Adding Near-Complete Autonomy to dbt Continuous Deployment Using “Slim Backfills”
Author: Ash Sultan, Analytics Engineering Lead
dbt is a great tool for data transformation and is popular with both open-source communities and enterprise-grade users. dbt’s core version is open-source and highly adaptable to all main Cloud data warehouse solutions, such as Google BigQuery and Snowflake. This flexibility and versatility allow for some very cool implementations for solving data management challenges.
dbt has powerful features to deal with data management of different configurations such as incremental models, snapshots, etc. Within incremental configurations, there are further options such as setting on_schema_change properties to handle table schema changes.
However, depending on your use case, sometimes a full refresh of models is necessary. A common challenge faced by dbt users is the issue of conducting a full refresh, also known as backfilling in production.

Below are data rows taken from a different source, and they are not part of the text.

//! Post-convergence verification
//!
//! Runs the manifest's verify checks against the live host and records
//! the outcome in run state. Checks are read-only; a failing check never
//! mutates anything, it only lowers the pass count.

use crate::driver::DriverRegistry;
use crate::error::Result;
use crate::version;
use manifest::VerifyCheck;
use serde::{Deserialize, Serialize};
use state::{StateStore, VerifyState};
use std::collections::BTreeMap;
use std::path::Path;

/// Outcome of one check
#[derive(Debug, Clone, Serialize, Deserialize)]
#[serde(rename_all = "camelCase")]
pub struct CheckResult {
    pub check: String,
    pub pass: bool,
    #[serde(default, skip_serializing_if = "Option::is_none")]
    pub reason: Option<String>,
}

/// Outcome of a full verify pass
#[derive(Debug, Clone, Serialize, Deserialize)]
#[serde(rename_all = "camelCase")]
pub struct VerifyReport {
    pub total: usize,
    pub pass: usize,
    pub fail: usize,
    pub results: Vec<CheckResult>,
}

impl VerifyReport {
    pub fn is_success(&self) -> bool {
        self.fail == 0
    }
}

/// Run all checks and persist the summary to run state
pub fn run(
    checks: &[VerifyCheck],
    manifest_hash: &str,
    registry: &DriverRegistry,
    store: &StateStore,
) -> Result<VerifyReport> {
    // Inventory is fetched once; version checks share the snapshot.
    let needs_inventory = checks
        .iter()
        .any(|c| matches!(c, VerifyCheck::Version { .. }));
    let inventory = if needs_inventory {
        registry.inventory()?
    } else {
        BTreeMap::new()
    };

    let results: Vec<CheckResult> = checks
        .iter()
        .map(|check| evaluate(check, &inventory))
        .collect();

    let pass = results.iter().filter(|r| r.pass).count();
    let report = VerifyReport {
        total: results.len(),
        pass,
        fail: results.len() - pass,
        results,
    };

    let mut run_state = store.load()?;
    run_state.record_verify(VerifyState {
        manifest_hash: manifest_hash.to_string(),
        timestamp_utc: chrono::Utc::now(),
        total: report.total,
        pass: report.pass,
        fail: report.fail,
    });
    store.save(&run_state)?;

    Ok(report)
}

fn evaluate(check: &VerifyCheck, inventory: &BTreeMap<String, String>) -> CheckResult {
    let (pass, reason) = match check {
        VerifyCheck::FileExists { path } => {
            let expanded = shellexpand::tilde(path);
            if Path::new(expanded.as_ref()).exists() {
                (true, None)
            } else {
                (false, Some(format!("no file at {expanded}")))
            }
        }
        VerifyCheck::CommandExists { command } => {
            if command_on_path(command) {
                (true, None)
            } else {
                (false, Some(format!("'{command}' not found on PATH")))
            }
        }
        VerifyCheck::RegistryKeyExists { key } => registry_key_exists(key),
        VerifyCheck::Version { app, constraint } => match lookup(inventory, app) {
            Some(installed) if version::satisfies(installed, constraint) => (true, None),
            Some(installed) => (
                false,
                Some(format!("installed {installed}, wanted {constraint}")),
            ),
            None => (false, Some(format!("'{app}' is not installed"))),
        },
    };

    CheckResult {
        check: check.label(),
        pass,
        reason,
    }
}

/// Inventory lookup, tolerant of id casing differences between the
/// manifest and the driver listing
fn lookup<'a>(inventory: &'a BTreeMap<String, String>, app: &str) -> Option<&'a String> {
    inventory.get(app).or_else(|| {
        inventory
            .iter()
            .find(|(id, _)| id.eq_ignore_ascii_case(app))
            .map(|(_, version)| version)
    })
}

/// Resolve a command name against PATH, honoring `.exe` on Windows
fn command_on_path(command: &str) -> bool {
    let Some(paths) = std::env::var_os("PATH") else {
        return false;
    };
    std::env::split_paths(&paths).any(|dir| {
        let direct = dir.join(command);
        if direct.is_file() {
            return true;
        }
        cfg!(windows) && dir.join(format!("{command}.exe")).is_file()
    })
}

#[cfg(windows)]
fn registry_key_exists(key: &str) -> (bool, Option<String>) {
    match std::process::Command::new("reg")
        .args(["query", key])
        .output()
    {
        Ok(out) if out.status.success() => (true, None),
        Ok(_) => (false, Some(format!("registry key {key} not found"))),
        Err(e) => (false, Some(format!("reg query failed: {e}"))),
    }
}

#[cfg(not(windows))]
fn registry_key_exists(key: &str) -> (bool, Option<String>) {
    (
        false,
        Some(format!(
            "registry check for {key} is only meaningful on Windows"
        )),
    )
}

In this blog, we will discuss scenarios where a full refresh is necessary when there has been either a schema or code change for a model and how we can give the CI/CD process near-complete autonomy by implementing capabilities to organically handle backfills.
Background & Assumptions
Our aim is to create a near-100% autonomous and intelligent CI/CD process for the following scenario and assumptions:
1. We are deploying in Google Cloud, using BigQuery for data storage.
2. We are using the Command Line Interface (CLI) version of dbt.

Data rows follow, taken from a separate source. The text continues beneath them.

//! Installer driver interface
//!
//! Concrete drivers (winget, apt, brew) live outside the engine; this is
//! the seam they plug into. The registry is built once at startup and
//! passed through the pipeline immutably.

use crate::error::{Error, Result};
use std::collections::BTreeMap;
use thiserror::Error as ThisError;

/// A package the driver reports as installed
#[derive(Debug, Clone, PartialEq, Eq)]
pub struct InstalledPackage {
    pub id: String,
    pub version: String,
}

/// Failure of a single driver operation
///
/// `Unavailable` is fatal (the driver cannot work at all); `Failed` is a
/// per-item result that never aborts the batch.
#[derive(ThisError, Debug)]
pub enum DriverError {
    #[error("driver unavailable: {0}")]
    Unavailable(String),
    #[error("{0}")]
    Failed(String),
}

/// Pluggable installer adapter
pub trait Driver: Send + Sync {
    /// Driver id as referenced from manifests (e.g. "winget", "brew")
    fn id(&self) -> &str;

    /// Snapshot of installed packages: id and version
    fn list_installed(&self) -> std::result::Result<Vec<InstalledPackage>, DriverError>;

    /// Install a package by id
    fn install(&self, id: &str) -> std::result::Result<(), DriverError>;

    /// Upgrade a package by id
    fn upgrade(&self, id: &str) -> std::result::Result<(), DriverError>;

    /// Whether this driver can upgrade in place
    fn supports_upgrade(&self) -> bool {
        false
    }
}

/// Immutable registry of drivers, keyed by driver id
pub struct DriverRegistry {
    primary: String,
    drivers: BTreeMap<String, Box<dyn Driver>>,
}

impl DriverRegistry {
    /// Create a registry; `primary` is the driver apps get when their
    /// entry does not name one
    pub fn new(primary: impl Into<String>) -> Self {
        Self {
            primary: primary.into(),
            drivers: BTreeMap::new(),
        }
    }

    /// Add a driver; builder-style so construction reads as one expression
    pub fn with(mut self, driver: Box<dyn Driver>) -> Self {
        self.drivers.insert(driver.id().to_string(), driver);
        self
    }

    /// Id of the primary driver
    pub fn primary_id(&self) -> &str {
        &self.primary
    }

    /// Look up a driver, failing fatally when it is not registered
    pub fn get(&self, id: &str) -> Result<&dyn Driver> {
        self.drivers
            .get(id)
            .map(AsRef::as_ref)
            .ok_or_else(|| Error::DriverUnavailable(format!("no driver registered for '{id}'")))
    }

    /// Installed inventory across all registered drivers, id -> version
    pub fn inventory(&self) -> Result<BTreeMap<String, String>> {
        let mut inventory = BTreeMap::new();
        for driver in self.drivers.values() {
            let installed = driver
                .list_installed()
                .map_err(|e| Error::DriverUnavailable(format!("{}: {e}", driver.id())))?;
            for package in installed {
                inventory.insert(package.id, package.version);
            }
        }
        Ok(inventory)
    }
}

3. We have all the necessary infrastructure and security provisions in place for CI/CD processes and dbt workflow execution, including any and all Service Account (SA) requirements.

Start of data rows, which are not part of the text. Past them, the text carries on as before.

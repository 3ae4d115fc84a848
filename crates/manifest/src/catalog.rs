//! Config-module catalog
//!
//! The catalog maps well-known applications to restore entries and verify
//! checks. Its file format and schema validation belong to the catalog
//! tooling; here it is a registry built once at startup and passed through
//! the pipeline immutably.

use crate::error::{Error, Result};
use crate::jsonc;
use crate::types::ConfigModule;
use serde::Deserialize;
use std::path::Path;

/// Immutable config-module registry
#[derive(Debug, Default)]
pub struct Catalog {
    modules: Vec<ConfigModule>,
}

#[derive(Deserialize)]
struct CatalogFile {
    #[serde(default)]
    modules: Vec<ConfigModule>,
}

impl Catalog {
    /// Build a catalog from already-loaded modules
    pub fn new(modules: Vec<ConfigModule>) -> Self {
        Self { modules }
    }

    /// Load a catalog file (JSONC object with a `modules` array)
    pub fn load(path: &Path) -> Result<Self> {
        if !path.exists() {
            return Err(Error::NotFound(path.to_path_buf()));
        }
        let content = std::fs::read_to_string(path)?;
        let stripped = jsonc::strip_comments(&content);
        let file: CatalogFile =
            serde_json::from_str(&stripped).map_err(|e| Error::Parse {
                path: path.to_path_buf(),
                message: e.to_string(),
            })?;
        log::debug!(
            "loaded {} config modules from {}",
            file.modules.len(),
            path.display()
        );
        Ok(Self::new(file.modules))
    }

    /// Number of modules in the catalog
    pub fn len(&self) -> usize {
        self.modules.len()
    }

    /// Whether the catalog is empty
    pub fn is_empty(&self) -> bool {
        self.modules.is_empty()
    }

    /// Look up a module by id
    pub fn get(&self, id: &str) -> Option<&ConfigModule> {
        self.modules.iter().find(|m| m.id == id)
    }

    /// Resolve a manifest reference to a module
    ///
    /// Matches, in order: module id, driver package identity, executable
    /// name, uninstall-registry display name. Display names compare
    /// case-insensitively; everything else is exact.
    pub fn find(&self, reference: &str) -> Option<&ConfigModule> {
        if let Some(m) = self.get(reference) {
            return Some(m);
        }
        if let Some(m) = self
            .modules
            .iter()
            .find(|m| m.driver_ids.iter().any(|d| d == reference))
        {
            return Some(m);
        }
        if let Some(m) = self
            .modules
            .iter()
            .find(|m| m.executables.iter().any(|e| e == reference))
        {
            return Some(m);
        }
        self.modules.iter().find(|m| {
            m.display_names
                .iter()
                .any(|n| n.eq_ignore_ascii_case(reference))
        })
    }
}

#[cfg(test)]
mod tests {
    use super::*;
    use crate::types::{RestoreEntry, RestoreKind, Sensitivity};

    fn sample() -> Catalog {
        let json = r#"{
            "modules": [
                {
                    "id": "git",
                    "driverIds": ["Git.Git"],
                    "executables": ["git"],
                    "displayNames": ["Git"],
                    "restore": [
                        { "type": "copy", "source": "git/.gitconfig", "target": "~/.gitconfig" }
                    ]
                },
                {
                    "id": "openssh",
                    "executables": ["ssh"],
                    "sensitivity": "high",
                    "restorer": "block"
                }
            ]
        }"#;
        let file: CatalogFile = serde_json::from_str(json).unwrap();
        Catalog::new(file.modules)
    }

    #[test]
    fn finds_by_id_driver_exe_and_display_name() {
        let catalog = sample();
        assert_eq!(catalog.find("git").unwrap().id, "git");
        assert_eq!(catalog.find("Git.Git").unwrap().id, "git");
        assert_eq!(catalog.find("ssh").unwrap().id, "openssh");
        assert_eq!(catalog.find("GIT").unwrap().id, "git"); // display name, case-insensitive
        assert!(catalog.find("nope").is_none());
    }

    #[test]
    fn module_sensitivity_deserializes() {
        let catalog = sample();
        let ssh = catalog.get("openssh").unwrap();
        assert_eq!(ssh.sensitivity, Sensitivity::High);
    }

    #[test]
    fn module_restore_entries_are_concrete() {
        let catalog = sample();
        let entries: &Vec<RestoreEntry> = &catalog.get("git").unwrap().restore;
        assert_eq!(entries.len(), 1);
        assert_eq!(entries[0].kind, RestoreKind::Copy);
    }
}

4. For most incremental analytical models, we allow the CD process to run backfills only for the models where there has been either a schema or code change. The reasons for this are:
- Most upstream tables in the raw layer are already in existence
- Data was originally available but business requirements excluded certain fields from being pulled into the analytical layer
- Using the dbt on_schema_change config for incremental models isn’t sufficient because they do not deal with historical data
5. The models which are out-of-scope for this automation are configured as full_refresh = false. Other mechanisms, such as specific tags, can also be used to ensure non-idempotent and/or large loads are not part of any “blunt instrument” automated backfill.
Using the dbt “state” method is the most preferable choice to create this automated backfill strategy into the CD process (see Understanding dbt “state” method).
Key Architecture, Products & Services Used
Throughout this process, we used the following:
- Datatonic’s DOP framework on Cloud Composer to run the dbt CLI in Google Cloud
- Datatonic’s enterprise data warehouse (EDW/DWH), a “2-tier” data architecture that includes a DWH layer and an Analytical layer, with an additional “staging” layer which acts as a transition layer between raw and DWH or DWH to analytical layers.
- For data transformation & management, our solution implements a workflow in productions and runs a set of dbt tasks by using dbt tags (for further reading, see dbt tags) per the illustration below:
- GitHub for source control and CI/CD
For this example, we are using both a UAT and production environment with a CI/CD strategy in line with our branch workflow (any merged code to UAT and production only when a release tag is created and per naming convention (e.g., contains “release”))
Inspiration From Slim CI
One of the key inspirations for solving our challenge was to understand dbt Labs’ “Slim CI” solution.
The fully-managed version of dbt, dbt Cloud, offers Slim CI. Slim CI provides a simpler, more efficient, and cost-effective way to test new and modified dbt models before deploying them into production. By surfacing the job’s most recent successfully-run artefacts, dbt Cloud determines the set of new and modified resources. Thus, we can choose to run only the dbt models for which any code has changed.
For further reading, have a look at Understanding dbt Cloud Slim CI.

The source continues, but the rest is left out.